Actually, your post has put me in mind of a solution to FnF's original issue.
Fist and Faith wrote:But I couldn't just declare "Yes, there is free will!", and pretend any victory. I couldn't even fool myself into thinking I was on sure ground. I needed to understand what I was talking about. I needed specifics. So I tried to figure out exactly where free will could be found.
I submit to you, Fist, that you imagine yourself as the prosecutor in a murder trial. The defendant claims he killed a man, but he had no choice, it was all predetermined, and therefore he should not be charged with any crime.

I should hope that you would not agree with that defense. But can you articulate why? Perhaps there're legal reasons for denying a "determinism defense", but that's not the point ... imagine you had to argue the case as a philosopher, not as a lawyer.

I think that, if you undertake such a mental exercise, you would reverse a lot of your reversal (if you will).
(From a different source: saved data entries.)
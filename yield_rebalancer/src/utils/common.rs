//! Common utility and helper functions that are used across the project

use std::str::FromStr;

use alloy_primitives::{Address, U256};
use alloy_sol_types::SolCall;
use candid::Nat;
use evm_rpc_types::{ConsensusStrategy, HttpOutcallError, MultiRpcResult, RpcConfig, RpcError, RpcServices};
use ic_exports::ic_cdk::{self, api::call::CallResult, print};

use super::{error::*, evm_rpc::*};

use crate::constants::{
    DEFAULT_MAX_RESPONSE_BYTES, MAX_RESPONSE_BYTES_CEILING, PROVIDER_THRESHOLD,
};

/// Converts String to Address and returns ManagerError on failure
pub fn string_to_address(input: String) -> ManagerResult<Address> {
    Address::from_str(&input).map_err(|err| ManagerError::DecodingError(format!("{:#?}", err)))
}

/// Converts values of type `Nat` to `U256`
pub fn nat_to_u256(n: &Nat) -> ManagerResult<U256> {
    let be_bytes = n.0.to_bytes_be();
    if be_bytes.len() > 32 {
        return Err(ManagerError::DecodingError("The `Nat` input length exceedes 32 bytes when converted to big-endian bytes representation.".to_string()));
    }
    // Ensure the byte array is exactly 32 bytes long
    let mut padded_bytes = [0u8; 32];
    let start_pos = 32 - be_bytes.len();
    padded_bytes[start_pos..].copy_from_slice(&be_bytes);

    Ok(U256::from_be_bytes(padded_bytes))
}

/// Returns `T` from Solidity struct.
pub fn decode_abi_response<T, F: SolCall<Return = T>>(hex_data: String) -> ManagerResult<T> {
    let stripped_hex = match hex_data.strip_prefix("0x") {
        Some(stripped) => stripped.to_string(),
        None => hex_data,
    };
    let hex_bytes =
        hex::decode(stripped_hex).map_err(|err| ManagerError::DecodingError(err.to_string()))?;
    F::abi_decode_returns(&hex_bytes, false)
        .map_err(|err| ManagerError::DecodingError(err.to_string()))
}

pub(crate) fn is_response_size_error(err: &RpcError) -> bool {
    if let RpcError::HttpOutcallError(HttpOutcallError::IcError { code, message }) = err {
        *code == ic_cdk::api::call::RejectionCode::SysFatal
            && (message.contains("size limit") || message.contains("length limit"))
    } else {
        false
    }
}

/// Number of providers in a provider set
pub fn provider_count(services: &RpcServices) -> u8 {
    let count = match services {
        RpcServices::Custom { services, .. } => services.len(),
        RpcServices::EthMainnet(Some(services)) => services.len(),
        RpcServices::EthSepolia(Some(services)) => services.len(),
        _ => 1,
    };
    u8::try_from(count).unwrap_or(u8::MAX)
}

/// Consensus among all configured providers, at least `PROVIDER_THRESHOLD` of
/// them agreeing (or all of them if fewer are configured).
pub fn get_rpc_config(max_response_bytes: Option<u64>, provider_count: u8) -> RpcConfig {
    RpcConfig {
        response_size_estimate: max_response_bytes,
        response_consensus: Some(ConsensusStrategy::Threshold {
            total: Some(provider_count),
            min: PROVIDER_THRESHOLD.min(provider_count),
        }),
    }
}

/// Performs `eth_call` calls to the EVM RPC canister and doubles the max response bytes argument, if insufficient
/// Exits the loop if either of the following are satisfied:
/// A) The EVM RPC canister responds with Ok() or an error that is not related to the response size
/// B) The limit of 2MB is reached.
pub async fn call_with_dynamic_retries(
    rpc_canister: &Service,
    provider_set: &RpcServices,
    block: BlockTag,
    to: Address,
    data: Vec<u8>,
) -> ManagerResult<String> {
    let mut max_response_bytes = DEFAULT_MAX_RESPONSE_BYTES;
    let data_string = format!("0x{}", hex::encode(data));
    let providers = provider_count(provider_set);

    // There is a 2 MB limit on the response size, an ICP limitation.
    while max_response_bytes < MAX_RESPONSE_BYTES_CEILING {
        let transaction = TransactionRequest {
            to: Some(to.to_string()),
            input: Some(data_string.clone()),
            ..Default::default()
        };

        let args = CallArgs {
            transaction,
            block: Some(block.clone()),
        };

        let config = get_rpc_config(Some(max_response_bytes), providers);
        let response = rpc_canister
            .eth_call(provider_set.clone(), Some(config), args)
            .await;

        let extracted_response = extract_call_result(response)?;
        let extracted_rpc_result = extract_multi_rpc_result(extracted_response);

        if let Err(ManagerError::RpcResponseError(err)) = &extracted_rpc_result {
            if is_response_size_error(err) {
                print(format!(
                    "[RPC] eth_call to {} exceeded {} response bytes, doubling.",
                    to, max_response_bytes
                ));
                max_response_bytes *= 2;
                continue;
            }
        }

        // note: if the code has reached this line, it means that a response unrelated to the size was received.
        return extracted_rpc_result;
    }

    Err(ManagerError::Custom(
        "Request with dynamic retries reached its ceiling of 2 Megabytes.".to_string(),
    ))
}

/// On success, returns the nonce associated with the given address
pub async fn get_nonce(
    rpc_canister: &Service,
    provider_set: &RpcServices,
    address: Address,
) -> ManagerResult<U256> {
    let args = GetTransactionCountArgs {
        address: address.to_string(),
        block: BlockTag::Latest,
    };

    let config = get_rpc_config(Some(10_000), provider_count(provider_set));

    let result = rpc_canister
        .eth_get_transaction_count(provider_set.clone(), Some(config), args)
        .await;

    let wrapped_number = extract_call_result::<MultiRpcResult<Nat>>(result)?;
    let number = extract_multi_rpc_result(wrapped_number)?;
    nat_to_u256(&number)
}

/// Extracts result from `MultiRpcResult`. Providers that disagree are reported as `NoConsensus`.
pub fn extract_multi_rpc_result<T>(result: MultiRpcResult<T>) -> ManagerResult<T> {
    match result {
        MultiRpcResult::Consistent(response) => response.map_err(ManagerError::RpcResponseError),
        MultiRpcResult::Inconsistent(_) => Err(ManagerError::NoConsensus),
    }
}

/// Extracts the Ok or Err values of a canister call and returns them.
pub fn extract_call_result<T>(result: CallResult<(T,)>) -> ManagerResult<T> {
    result
        .map(|(success_value,)| success_value)
        .map_err(|(rejection_code, error_message)| {
            ManagerError::CallResult(rejection_code, error_message)
        })
}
You would come to get a sense as to how free will still matters in a deterministic world - what it implies, and what it doesn't imply. For instance, that making a choice is still making a choice, even when deterministic forces are at play.
Many people murder, despite knowing what very often happens to murderers. I'll bet many more people want to murder, but do not because they don't want to risk what very often happens to murderers. If the consequences were taken away, by not prosecuting murderers, there would be even more murders than there are. This applies whether or not there is any kind of free will. If there is none, the algorithm takes things like the likelihood and type of punishment into account, and weighs it against the reasons the murder is desired.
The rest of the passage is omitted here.